The institute had earlier reported that EM securities suffered around $83.3bn in outflows during March, a record-breaking outflow episode worse than during the global financial crisis, the China devaluation scare of 2015 and the taper tantrum in 2014.

It estimated Debt outflows at $31.0bn, the secondlargest monthly outflow on record, the largest having occurred in October 2008.

On the equity side, IIF said the negative trend which it observed in March deepened, with outflows from China equities amounting to $12.3bn and flows to the remaining EM equity universe reaching -$40.1bn, the highest since it began publishing its trackers.

The flow reversal was due to the impact of uncertainty around the spread of the COVID- 19, large oil price plunge and financial shocks.

As growth outlook dampens for the global economy, EMS will find themselves in an unfavourable position.

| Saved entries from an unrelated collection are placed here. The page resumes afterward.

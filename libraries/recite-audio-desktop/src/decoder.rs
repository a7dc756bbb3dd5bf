//! In-memory clip decoding with Symphonia
//!
//! Clips are short, so the whole file is decoded up front into one
//! interleaved stereo `f32` buffer.

use std::io::Cursor;
use std::time::Duration;
use symphonia::core::audio::SampleBuffer;
use symphonia::core::codecs::DecoderOptions;
use symphonia::core::errors::Error as SymphoniaError;
use symphonia::core::formats::FormatOptions;
use symphonia::core::io::MediaSourceStream;
use symphonia::core::meta::MetadataOptions;
use symphonia::core::probe::Hint;
use tracing::{debug, trace};

use crate::error::{AudioError, Result};

/// Decoded clip, interleaved stereo
#[derive(Debug, Clone, PartialEq)]
pub struct DecodedClip {
    /// Interleaved L/R samples in -1.0..=1.0
    pub samples: Vec<f32>,

    /// Source sample rate in Hz
    pub sample_rate: u32,
}

impl DecodedClip {
    /// Channel count of `samples`
    pub const CHANNELS: usize = 2;

    /// Number of stereo frames
    pub fn frames(&self) -> usize {
        self.samples.len() / Self::CHANNELS
    }

    /// Playing time
    pub fn duration(&self) -> Duration {
        if self.sample_rate == 0 {
            return Duration::ZERO;
        }
        Duration::from_secs_f64(self.frames() as f64 / f64::from(self.sample_rate))
    }
}

/// Decode a complete clip held in memory
///
/// `extension` (for example `"mp3"`) helps the probe pick a format.
///
/// # Errors
/// Returns an error if the format is not recognised, there is no audio track,
/// or the clip contains no audio at all.
pub fn decode_clip(bytes: Vec<u8>, extension: Option<&str>) -> Result<DecodedClip> {
    let mss = MediaSourceStream::new(Box::new(Cursor::new(bytes)), Default::default());

    let mut hint = Hint::new();
    if let Some(ext) = extension {
        hint.with_extension(ext);
    }

    let probed = symphonia::default::get_probe()
        .format(
            &hint,
            mss,
            &FormatOptions::default(),
            &MetadataOptions::default(),
        )
        .map_err(|e| AudioError::DecodeError(format!("Failed to probe clip: {}", e)))?;

    let mut format = probed.format;

    let track = format
        .default_track()
        .ok_or_else(|| AudioError::DecodeError("No audio tracks found".to_string()))?;

    let mut sample_rate = track.codec_params.sample_rate.unwrap_or(0);
    let track_id = track.id;

    let mut decoder = symphonia::default::get_codecs()
        .make(&track.codec_params, &DecoderOptions::default())
        .map_err(|e| AudioError::DecodeError(format!("Failed to create decoder: {}", e)))?;

    let mut samples = Vec::new();

    loop {
        let packet = match format.next_packet() {
            Ok(packet) => packet,
            Err(SymphoniaError::IoError(e)) if e.kind() == std::io::ErrorKind::UnexpectedEof => {
                break;
            }
            Err(SymphoniaError::ResetRequired) => break,
            Err(e) => return Err(e.into()),
        };

        if packet.track_id() != track_id {
            continue;
        }

        let decoded = match decoder.decode(&packet) {
            Ok(decoded) => decoded,
            // Corrupt frame: skip it, the rest of the clip is usually fine
            Err(SymphoniaError::DecodeError(e)) => {
                trace!(error = %e, "Skipping undecodable packet");
                continue;
            }
            Err(e) => return Err(e.into()),
        };

        let spec = *decoded.spec();
        if sample_rate == 0 {
            sample_rate = spec.rate;
        }

        let mut buffer = SampleBuffer::<f32>::new(decoded.capacity() as u64, spec);
        buffer.copy_interleaved_ref(decoded);
        append_stereo(&mut samples, buffer.samples(), spec.channels.count());
    }

    if samples.is_empty() || sample_rate == 0 {
        return Err(AudioError::DecodeError("Clip contains no audio".to_string()));
    }

    let clip = DecodedClip {
        samples,
        sample_rate,
    };
    debug!(
        frames = clip.frames(),
        sample_rate = clip.sample_rate,
        "Clip decoded"
    );
    Ok(clip)
}

/// Append interleaved frames of any channel count as stereo
fn append_stereo(out: &mut Vec<f32>, interleaved: &[f32], channels: usize) {
    match channels {
        0 => {}
        1 => {
            for &s in interleaved {
                out.push(s);
                out.push(s);
            }
        }
        2 => out.extend_from_slice(interleaved),
        n => {
            // Keep front left/right, drop the rest
            for frame in interleaved.chunks_exact(n) {
                out.push(frame[0]);
                out.push(frame[1]);
            }
        }
    }
}
/// Core error types for Recite
use thiserror::Error;

/// Result type alias using `CoreError`
pub type Result<T> = std::result::Result<T, CoreError>;

/// Core error type for Recite
#[derive(Error, Debug, Clone, PartialEq, Eq)]
pub enum CoreError {
    /// Item coordinates outside the 1-based range
    #[error("Invalid item {group_id}:{item_index}: group and item numbers start at 1")]
    InvalidItem {
        /// Group (chapter) number
        group_id: u32,
        /// Item (verse) number within the group
        item_index: u32,
    },

    /// A key string that is not of the form `group:item`
    #[error("Invalid item key: {0}")]
    InvalidKey(String),

    /// Group not known to the content source
    #[error("Group not found: {0}")]
    GroupNotFound(u32),

    /// Audio base URL rejected
    #[error("Invalid audio base URL: {0}")]
    InvalidUrl(String),
}

impl CoreError {
    /// Create an invalid URL error
    pub fn invalid_url(msg: impl Into<String>) -> Self {
        Self::InvalidUrl(msg.into())
    }
}

impl From<url::ParseError> for CoreError {
    fn from(err: url::ParseError) -> Self {
        Self::InvalidUrl(err.to_string())
    }
}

According to the IIF, the position reduction foreign investors are experiencing in stocks and bonds is a stabilizing force for EM although it notes two arguments that weigh against that.

First, the institute notes that a decade of extraordinarily easy monetary policy in the G10 pushed large real money flows into EM– the hunt for yield – with foreign holdings up substantially over the last decade, especially where inflows have been heavy like in South Africa and Chile, it said.

Second, markets have so far been preoccupied with the economic fall-out from COVID-19 on advanced economies. “This focus may now be shifting to EM, which could set in motion a second wave of capital outflows, even after the unprecedented pace of outflows in Q1,” IIF said.